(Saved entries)
☆ ☆ ☆ ☆ ☆

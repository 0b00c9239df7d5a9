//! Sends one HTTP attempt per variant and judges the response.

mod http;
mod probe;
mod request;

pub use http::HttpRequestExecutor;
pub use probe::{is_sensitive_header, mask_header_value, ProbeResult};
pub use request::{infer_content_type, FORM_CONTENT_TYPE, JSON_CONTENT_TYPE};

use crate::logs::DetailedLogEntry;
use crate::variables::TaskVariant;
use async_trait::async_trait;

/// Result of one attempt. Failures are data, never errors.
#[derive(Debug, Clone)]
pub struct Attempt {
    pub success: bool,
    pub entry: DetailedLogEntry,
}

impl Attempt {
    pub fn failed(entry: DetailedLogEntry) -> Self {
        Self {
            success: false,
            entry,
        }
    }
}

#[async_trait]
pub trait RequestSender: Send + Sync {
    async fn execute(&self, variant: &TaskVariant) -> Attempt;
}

☆ ☆ ☆ ☆ ☆

• What you will do:
Where the word "TaskVariant" shows up in a line of the entries above, copy that line.

• The answer:
use crate::variables::TaskVariant;
    async fn execute(&self, variant: &TaskVariant) -> Attempt;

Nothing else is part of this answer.